I often start my working day early, seeing patients from 7.30am.
I do this for two reasons. It allows me to fit in more consultations and I can sometimes see 20 patients in a single morning. Secondly, a lot of my patients are in full-time work, and employers aren’t always sympathetic to people taking time off for medical visits.
Monitoring patients on disease modifying therapies is very important
A lot of my time is spent monitoring patients who are receiving disease modifying therapies (DMTs) for relapsing MS. These are drugs which can alter the progression of MS and reduce the frequency or severity of relapses. However, many of them come with significant risks associated, and patients need to be very carefully and regularly monitored.
I take blood and urine tests routinely from these patients, and I am responsible for analysing and interpreting the results. It’s a lot of responsibility, and understandably this work needs to be prioritised.
Keeping in touch helps people live well with MS
I like to see my other patients at least twice a year, often just to check in and make sure that they are managing their condition effectively. But also to identify if they might need any additional support or referral onwards to another service, either within the NHS or in the external support community. I have built a lot of strong networks across my health board to support these referrals.
By keeping in regular contact with patients, I can be more responsive to any changes. I know that this is helpful in reducing hospital admissions and helping patients self-manage, so it's a very important part of my job.
I also like to stay abreast of opportunities for patients to get involved in the wider MS community – that might be opportunities such as clinical trials or surveys, or it could be in learning and development opportunities. My patients really value being part of a joined-up community, and I recognise that I play an important part in helping to reduce isolation and disengagement from services.
Our role is diverse and our job is important
The role of the MS specialist nurse truly cuts across all parts of the care community.

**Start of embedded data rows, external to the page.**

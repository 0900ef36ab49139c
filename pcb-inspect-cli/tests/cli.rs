use std::process::Command;

fn run(args: &[&str]) {
    let status = Command::new(env!("CARGO_BIN_EXE_pcb-inspect"))
        .args(args)
        .status()
        .expect("failed to run pcb-inspect");
    assert!(status.success(), "pcb-inspect {:?} failed", args);
}

#[test]
fn generate_then_inspect() {
    let dir = tempfile::tempdir().unwrap();
    let dataset = dir.path().join("dataset");
    let output = dir.path().join("output");
    let golden = dataset.join("golden_master.png");
    let golden = golden.to_str().unwrap();
    let dataset = dataset.to_str().unwrap();
    let output_str = output.to_str().unwrap();

    run(&["generate", "--reference", golden, "--output", dataset, "--seed", "3", "--synthetic", "480x360"]);
    run(&["inspect", "--reference", golden, "--dataset", dataset, "--output", output_str, "--seed", "1"]);

    let report: serde_json::Value =
        serde_json::from_reader(std::fs::File::open(output.join("report.json")).unwrap()).unwrap();
    let entries = report.as_array().unwrap();
    let names: Vec<_> = entries.iter().map(|e| e["image"].as_str().unwrap()).collect();
    assert_eq!(
        names,
        ["test_clean.png", "test_discolor.png", "test_missing.png", "test_scratch.png"]
    );
    assert_eq!(entries[0]["passed"], true);
    assert_eq!(entries[1]["passed"], false);
    assert_eq!(entries[3]["passed"], false);
    for name in names {
        assert!(output.join(format!("result_{}", name)).is_file());
    }
}

#[test]
fn missing_reference_fails() {
    let dir = tempfile::tempdir().unwrap();
    let status = Command::new(env!("CARGO_BIN_EXE_pcb-inspect"))
        .args(["inspect", "--reference"])
        .arg(dir.path().join("missing.png"))
        .arg("--dataset")
        .arg(dir.path())
        .arg("--output")
        .arg(dir.path().join("out"))
        .status()
        .unwrap();
    assert!(!status.success());
    assert!(!dir.path().join("out").exists());
}
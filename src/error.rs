//! Error types for embedding construction and downstream analysis

use thiserror::Error;

/// Errors raised while building a sliding-window embedding.
///
/// Truncation of trailing windows is normal output and never appears here.
#[derive(Debug, Clone, Error, PartialEq)]
pub enum EmbeddingError {
    /// `dim < 1`, `tau <= 0`, `d_t <= 0`, or a non-finite parameter.
    #[error("Invalid embedding parameters: {reason}")]
    InvalidParameters {
        /// Which constraint was violated
        reason: String,
    },

    /// A sample is NaN or infinite; no spline can pass through it.
    #[error("Non-finite signal value at sample {index}")]
    NonFiniteSignal {
        /// First offending sample
        index: usize,
    },

    /// Not even one window of the requested extent fits in the signal.
    ///
    /// `Constraint: floor((len - extent) / d_t) >= 1`
    #[error(
        "Insufficient signal length: {len} samples cannot hold a window of extent {extent} with stride {d_t}"
    )]
    InsufficientSignalLength {
        /// Number of samples in the signal
        len: usize,
        /// Window extent `dim * tau`
        extent: f64,
        /// Stride between consecutive windows
        d_t: f64,
    },

    /// Spline knots were empty, mismatched, unsorted or non-finite.
    #[error("Invalid spline knots: {0}")]
    InvalidKnots(String),
}

/// Errors raised by the analysis collaborators (reduction, persistence, spectra).
#[derive(Debug, Clone, Error, PartialEq)]
pub enum AnalysisError {
    /// Input matrix or signal cannot be analysed
    #[error("Invalid input: {0}")]
    InvalidInput(String),

    /// Eigendecomposition produced unusable output
    #[error("Decomposition error: {0}")]
    Decomposition(String),

    /// A persistence backend reported a failure
    #[error("Persistence backend error: {0}")]
    Backend(String),

    /// Embedding step failed before analysis could start
    #[error(transparent)]
    Embedding(#[from] EmbeddingError),
}

#[cfg(test)]
mod tests {
    use super::*;

    #[test]
    fn test_insufficient_length_message() {
        let err = EmbeddingError::InsufficientSignalLength {
            len: 10,
            extent: 12.0,
            d_t: 0.5,
        };
        let msg = err.to_string();
        assert!(msg.contains("10 samples"));
        assert!(msg.contains("extent 12"));
    }

    #[test]
    fn test_non_finite_message() {
        let err = EmbeddingError::NonFiniteSignal { index: 90 };
        assert_eq!(err.to_string(), "Non-finite signal value at sample 90");
    }

    #[test]
    fn test_embedding_error_converts() {
        let err: AnalysisError = EmbeddingError::InvalidParameters {
            reason: "dim must be at least 1".to_string(),
        }
        .into();
        assert!(matches!(err, AnalysisError::Embedding(_)));
        assert!(err.to_string().contains("dim must be at least 1"));
    }
}
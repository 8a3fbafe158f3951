//! Embed → Reduce → Persist
//!
//! Chains the embedder with the two geometric collaborators and collects
//! the read-outs used to judge periodicity:
//!
//! - ratio of the two leading PCA variances (≈ 1 for a round loop)
//! - largest H₁ lifetime (long-lived loop ⇒ periodic)

use tracing::{debug, instrument};

use super::pca::{DimensionReduction, Projection};
use super::persistence::{CoefficientField, PersistenceBackend, PersistenceDiagrams};
use crate::config::EmbeddingParameters;
use crate::embedding::SlidingWindowEmbedder;
use crate::error::AnalysisError;

/// Read-outs of one pipeline run
#[derive(Debug, Clone)]
pub struct TopologicalSummary {
    /// Windows emitted by the embedder
    pub rows: usize,
    /// Windows the row-count formula allowed
    pub candidate_windows: usize,
    pub projection: Projection,
    pub diagrams: PersistenceDiagrams,
}

impl TopologicalSummary {
    /// Second over first PCA variance
    pub fn roundness(&self) -> Option<f64> {
        self.projection.variance_ratio(0, 1)
    }

    /// Largest finite H₁ lifetime
    pub fn max_h1_persistence(&self) -> f64 {
        self.diagrams.max_persistence(1)
    }
}

/// Sliding-window pipeline over pluggable collaborators
#[derive(Debug, Clone)]
pub struct TopologicalPipeline<R, B> {
    pub embedder: SlidingWindowEmbedder,
    pub reducer: R,
    pub backend: B,
    /// PCA components to keep
    pub components: usize,
    /// Highest homology degree requested from the backend
    pub max_degree: usize,
    pub field: CoefficientField,
}

impl<R: DimensionReduction, B: PersistenceBackend> TopologicalPipeline<R, B> {
    pub fn new(reducer: R, backend: B) -> Self {
        Self {
            embedder: SlidingWindowEmbedder::default(),
            reducer,
            backend,
            components: 2,
            max_degree: 1,
            field: CoefficientField::Z2,
        }
    }

    pub fn with_field(mut self, field: CoefficientField) -> Self {
        self.field = field;
        self
    }

    #[instrument(skip(self, signal), fields(len = signal.len()))]
    pub fn run(
        &self,
        signal: &[f64],
        params: &EmbeddingParameters,
    ) -> Result<TopologicalSummary, AnalysisError> {
        let embedding = self.embedder.embed(signal, params)?;
        let components = self.components.min(embedding.dim());
        let projection = self.reducer.reduce(embedding.points(), components)?;
        let diagrams =
            self.backend
                .persistence_diagrams(embedding.points(), self.max_degree, self.field)?;

        debug!(
            rows = embedding.nrows(),
            h1_pairs = diagrams.count(1),
            "Pipeline finished"
        );

        Ok(TopologicalSummary {
            rows: embedding.nrows(),
            candidate_windows: embedding.candidate_windows(),
            projection,
            diagrams,
        })
    }
}

#[cfg(test)]
mod tests {
    use super::*;
    use crate::analysis::Pca;
    use crate::error::EmbeddingError;
    use ndarray::Array2;
    use std::f64::consts::PI;

    /// Reports one H₁ pair whose lifetime is the cloud's row count
    struct CountingBackend;

    impl PersistenceBackend for CountingBackend {
        fn persistence_diagrams(
            &self,
            points: &Array2<f64>,
            max_degree: usize,
            field: CoefficientField,
        ) -> Result<PersistenceDiagrams, AnalysisError> {
            let mut pairs = vec![(0, 0.0, f64::INFINITY)];
            if max_degree >= 1 {
                pairs.push((1, 1.0, 1.0 + points.nrows() as f64));
            }
            Ok(PersistenceDiagrams::from_pairs(field, pairs))
        }
    }

    struct FailingBackend;

    impl PersistenceBackend for FailingBackend {
        fn persistence_diagrams(
            &self,
            _points: &Array2<f64>,
            _max_degree: usize,
            _field: CoefficientField,
        ) -> Result<PersistenceDiagrams, AnalysisError> {
            Err(AnalysisError::Backend("unavailable".to_string()))
        }
    }

    fn tone(n: usize, period: f64) -> Vec<f64> {
        (0..n).map(|k| (2.0 * PI * k as f64 / period).cos()).collect()
    }

    #[test]
    fn test_pipeline_reads_out_loop() {
        let pipeline = TopologicalPipeline::new(Pca, CountingBackend).with_field(CoefficientField::Z3);
        let summary = pipeline
            .run(&tone(160, 40.0), &EmbeddingParameters::new(20, 1.0, 0.5))
            .unwrap();

        assert_eq!(summary.candidate_windows, 280);
        assert_eq!(summary.rows, 277);
        assert_eq!(summary.diagrams.field(), CoefficientField::Z3);
        assert_eq!(summary.max_h1_persistence(), 277.0);
        assert!(summary.roundness().unwrap() > 0.99);
    }

    #[test]
    fn test_pipeline_propagates_embedding_error() {
        let pipeline = TopologicalPipeline::new(Pca, CountingBackend);
        let err = pipeline
            .run(&tone(10, 40.0), &EmbeddingParameters::new(20, 1.0, 0.5))
            .unwrap_err();
        assert!(matches!(
            err,
            AnalysisError::Embedding(EmbeddingError::InsufficientSignalLength { .. })
        ));
    }

    #[test]
    fn test_pipeline_propagates_backend_error() {
        let pipeline = TopologicalPipeline::new(Pca, FailingBackend);
        let err = pipeline
            .run(&tone(160, 40.0), &EmbeddingParameters::new(20, 1.0, 0.5))
            .unwrap_err();
        assert_eq!(err, AnalysisError::Backend("unavailable".to_string()));
    }
}
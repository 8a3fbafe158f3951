//! Power Spectrum
//!
//! One-sided |DFT|² of a real signal. Used to contrast spectral and
//! topological views of periodicity: a spectrum needs the period to align
//! with the sampling grid to give a sharp peak, a sliding-window loop does not.

use rustfft::num_complex::Complex;
use rustfft::FftPlanner;

/// |X[k]|² for k = 0..=N/2
pub fn power_spectrum(signal: &[f64]) -> Vec<f64> {
    let n = signal.len();
    if n == 0 {
        return Vec::new();
    }

    let mut buffer: Vec<Complex<f64>> = signal.iter().map(|&x| Complex::new(x, 0.0)).collect();
    let mut planner = FftPlanner::<f64>::new();
    let fft = planner.plan_fft_forward(n);
    fft.process(&mut buffer);

    buffer[..=n / 2]
        .iter()
        .map(|c| c.re * c.re + c.im * c.im)
        .collect()
}

/// Period N / k* of the strongest non-DC bin, in samples
pub fn dominant_period(signal: &[f64]) -> Option<f64> {
    let spectrum = power_spectrum(signal);
    let total: f64 = spectrum.iter().sum();
    let (k, power) = spectrum
        .iter()
        .enumerate()
        .skip(1)
        .max_by(|a, b| a.1.partial_cmp(b.1).unwrap_or(std::cmp::Ordering::Equal))?;

    // FFT round-off leaves residue in the bins of a constant signal
    if *power > 1e-12 * total {
        Some(signal.len() as f64 / k as f64)
    } else {
        None
    }
}

#[cfg(test)]
mod tests {
    use super::*;
    use std::f64::consts::PI;

    #[test]
    fn test_tone_peaks_at_its_bin() {
        let n = 160;
        let signal: Vec<f64> = (0..n).map(|k| (2.0 * PI * k as f64 / 40.0).cos()).collect();
        let spectrum = power_spectrum(&signal);

        assert_eq!(spectrum.len(), n / 2 + 1);
        // 4 periods in 160 samples -> bin 4, power (N/2)²
        assert!((spectrum[4] - 6400.0).abs() < 1e-6);
        assert!(spectrum[5] < 1e-6);
        assert!((dominant_period(&signal).unwrap() - 40.0).abs() < 1e-12);
    }

    #[test]
    fn test_constant_signal_has_no_period() {
        assert!(dominant_period(&[1.0; 16]).is_none());
        assert!(dominant_period(&[]).is_none());
        assert!(dominant_period(&[3.0]).is_none());
        assert_eq!(power_spectrum(&[2.0, 2.0]), vec![16.0, 0.0]);
    }
}
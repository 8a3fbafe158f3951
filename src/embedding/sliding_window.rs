//! Sliding-Window Embedding Construction
//!
//! Window i samples the signal at the fractional positions
//!
//!   pⱼ = dT·i + τ·j,   j = 0, …, dim-1
//!
//! Each window is reconstructed by a cubic spline fitted to the integer
//! samples [⌊p₀⌋, ⌈p_{dim-1}⌉ + 2]. The two extra samples on the right give
//! the spline support past the last coordinate.
//!
//! ## Row Count
//!
//! The candidate count is M = ⌊(N - dim·τ) / dT⌋. Construction stops at the
//! first window whose padded right end reaches N, so the emitted row count
//! may be smaller than M. That truncation is part of the output contract and
//! is reported by [`EmbeddingMatrix::truncated_windows`].

use ndarray::{Array2, ArrayView1, ArrayViewMut1, Axis};
use rayon::prelude::*;
use tracing::debug;

use super::spline::CubicSpline;
use crate::config::{EmbedderConfig, EmbeddingParameters};
use crate::error::EmbeddingError;

/// Samples of right padding beyond the last coordinate's ceiling
const RIGHT_PADDING: usize = 2;

/// Integer sample range `[start, end]` (inclusive) supporting one window
#[derive(Debug, Clone, Copy, PartialEq, Eq)]
pub struct WindowSupport {
    pub start: usize,
    pub end: usize,
}

impl WindowSupport {
    /// Support for window `i`
    pub fn for_window(params: &EmbeddingParameters, i: usize) -> Self {
        let first = params.d_t * i as f64;
        let last = first + params.window_span();
        Self {
            start: first.floor() as usize,
            end: last.ceil() as usize + RIGHT_PADDING,
        }
    }

    /// Does the signal hold every sample of this support?
    pub fn fits(&self, len: usize) -> bool {
        self.end < len
    }
}

/// Delay vectors produced by one embedding call
#[derive(Debug, Clone, PartialEq)]
pub struct EmbeddingMatrix {
    points: Array2<f64>,
    params: EmbeddingParameters,
    candidate_windows: usize,
}

impl EmbeddingMatrix {
    /// Row-major `rows × dim` point cloud
    pub fn points(&self) -> &Array2<f64> {
        &self.points
    }

    pub fn into_points(self) -> Array2<f64> {
        self.points
    }

    /// Number of emitted windows
    pub fn nrows(&self) -> usize {
        self.points.nrows()
    }

    pub fn dim(&self) -> usize {
        self.points.ncols()
    }

    pub fn is_empty(&self) -> bool {
        self.points.nrows() == 0
    }

    pub fn params(&self) -> &EmbeddingParameters {
        &self.params
    }

    /// M = ⌊(N - dim·τ) / dT⌋
    pub fn candidate_windows(&self) -> usize {
        self.candidate_windows
    }

    /// Candidates dropped because their support ran past the signal
    pub fn truncated_windows(&self) -> usize {
        self.candidate_windows - self.nrows()
    }

    pub fn row(&self, i: usize) -> ArrayView1<'_, f64> {
        self.points.row(i)
    }

    /// Fractional start position of window `i`
    pub fn window_start(&self, i: usize) -> f64 {
        self.params.d_t * i as f64
    }
}

/// Builds delay embeddings with a fixed spline and threading configuration
#[derive(Debug, Clone, Default)]
pub struct SlidingWindowEmbedder {
    config: EmbedderConfig,
}

impl SlidingWindowEmbedder {
    pub fn new(config: EmbedderConfig) -> Self {
        Self { config }
    }

    pub fn config(&self) -> &EmbedderConfig {
        &self.config
    }

    /// Embed `signal` with the given parameters.
    ///
    /// # Errors
    /// * `InvalidParameters` if `params` fails validation
    /// * `NonFiniteSignal` if any sample is NaN or infinite
    /// * `InsufficientSignalLength` if no window fits
    pub fn embed(
        &self,
        signal: &[f64],
        params: &EmbeddingParameters,
    ) -> Result<EmbeddingMatrix, EmbeddingError> {
        params.validate()?;

        if let Some(index) = signal.iter().position(|v| !v.is_finite()) {
            return Err(EmbeddingError::NonFiniteSignal { index });
        }

        let n = signal.len();
        let candidates = params.candidate_windows(n);
        if candidates <= 0 {
            return Err(EmbeddingError::InsufficientSignalLength {
                len: n,
                extent: params.window_extent(),
                d_t: params.d_t,
            });
        }
        let candidates = candidates as usize;

        // Supports move right monotonically, so the first misfit ends the matrix
        let rows = (0..candidates)
            .position(|i| !WindowSupport::for_window(params, i).fits(n))
            .unwrap_or(candidates);

        if rows < candidates {
            debug!(
                candidates,
                rows,
                len = n,
                "Truncated trailing windows lacking spline support"
            );
        }

        let mut points = Array2::<f64>::zeros((rows, params.dim));
        if self.config.parallel {
            points
                .axis_iter_mut(Axis(0))
                .into_par_iter()
                .enumerate()
                .try_for_each(|(i, row)| self.fill_window(signal, params, i, row))?;
        } else {
            for (i, row) in points.axis_iter_mut(Axis(0)).enumerate() {
                self.fill_window(signal, params, i, row)?;
            }
        }

        debug!(
            rows,
            dim = params.dim,
            tau = params.tau,
            d_t = params.d_t,
            "Built sliding-window embedding"
        );

        Ok(EmbeddingMatrix {
            points,
            params: *params,
            candidate_windows: candidates,
        })
    }

    /// Write the interpolated values of window `i` into `row`
    fn fill_window(
        &self,
        signal: &[f64],
        params: &EmbeddingParameters,
        i: usize,
        mut row: ArrayViewMut1<'_, f64>,
    ) -> Result<(), EmbeddingError> {
        let support = WindowSupport::for_window(params, i);
        let spline = CubicSpline::through_samples(
            &signal[support.start..=support.end],
            support.start,
            self.config.boundary,
        )?;
        for (value, p) in row.iter_mut().zip(params.positions(i)) {
            *value = spline.evaluate(p);
        }
        Ok(())
    }
}

/// Embed with the default configuration.
///
/// Shorthand for `SlidingWindowEmbedder::default().embed(signal, &params)`.
pub fn embed(
    signal: &[f64],
    dim: usize,
    tau: f64,
    d_t: f64,
) -> Result<EmbeddingMatrix, EmbeddingError> {
    SlidingWindowEmbedder::default().embed(signal, &EmbeddingParameters::new(dim, tau, d_t))
}
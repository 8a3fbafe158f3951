//! Analysis Module: Downstream Collaborators of the Embedder
//!
//! The embedding matrix is consumed by three kinds of analysis:
//!
//! - `pca.rs`: dimensionality reduction, reading off dominant variances
//! - `persistence.rs`: persistence diagrams over a prime field, behind the
//!   [`PersistenceBackend`] trait (no backend ships with this crate)
//! - `spectrum.rs`: power spectrum, for contrast with the topological view
//!
//! `pipeline.rs` chains embedding, reduction and persistence.

mod pca;
mod persistence;
mod pipeline;
mod spectrum;

pub use pca::{DimensionReduction, Pca, Projection};
pub use persistence::{
    CoefficientField, PersistenceBackend, PersistenceDiagrams, PersistencePair,
};
pub use pipeline::{TopologicalPipeline, TopologicalSummary};
pub use spectrum::{dominant_period, power_spectrum};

On the one hand, it demands highly specialist clinical expertise and a developing knowledge of a wide range of drugs and therapies. On the other hand, it may involve very holistic and humanitarian acts, such as comforting the distraught spouse of a person who has been diagnosed with MS, or arranging respite provision for a family in crisis.
There are lots of other elements to my job, which create diversity and challenge in equal measures. I frequently write letters of support for patients who are claiming benefits or applying for grants, and I also provide clinical expertise to social care colleagues.
Even though I’ve been involved in MS care for around 20 years, I still feel that I am learning and developing my practice every day. It truly is a specialist role.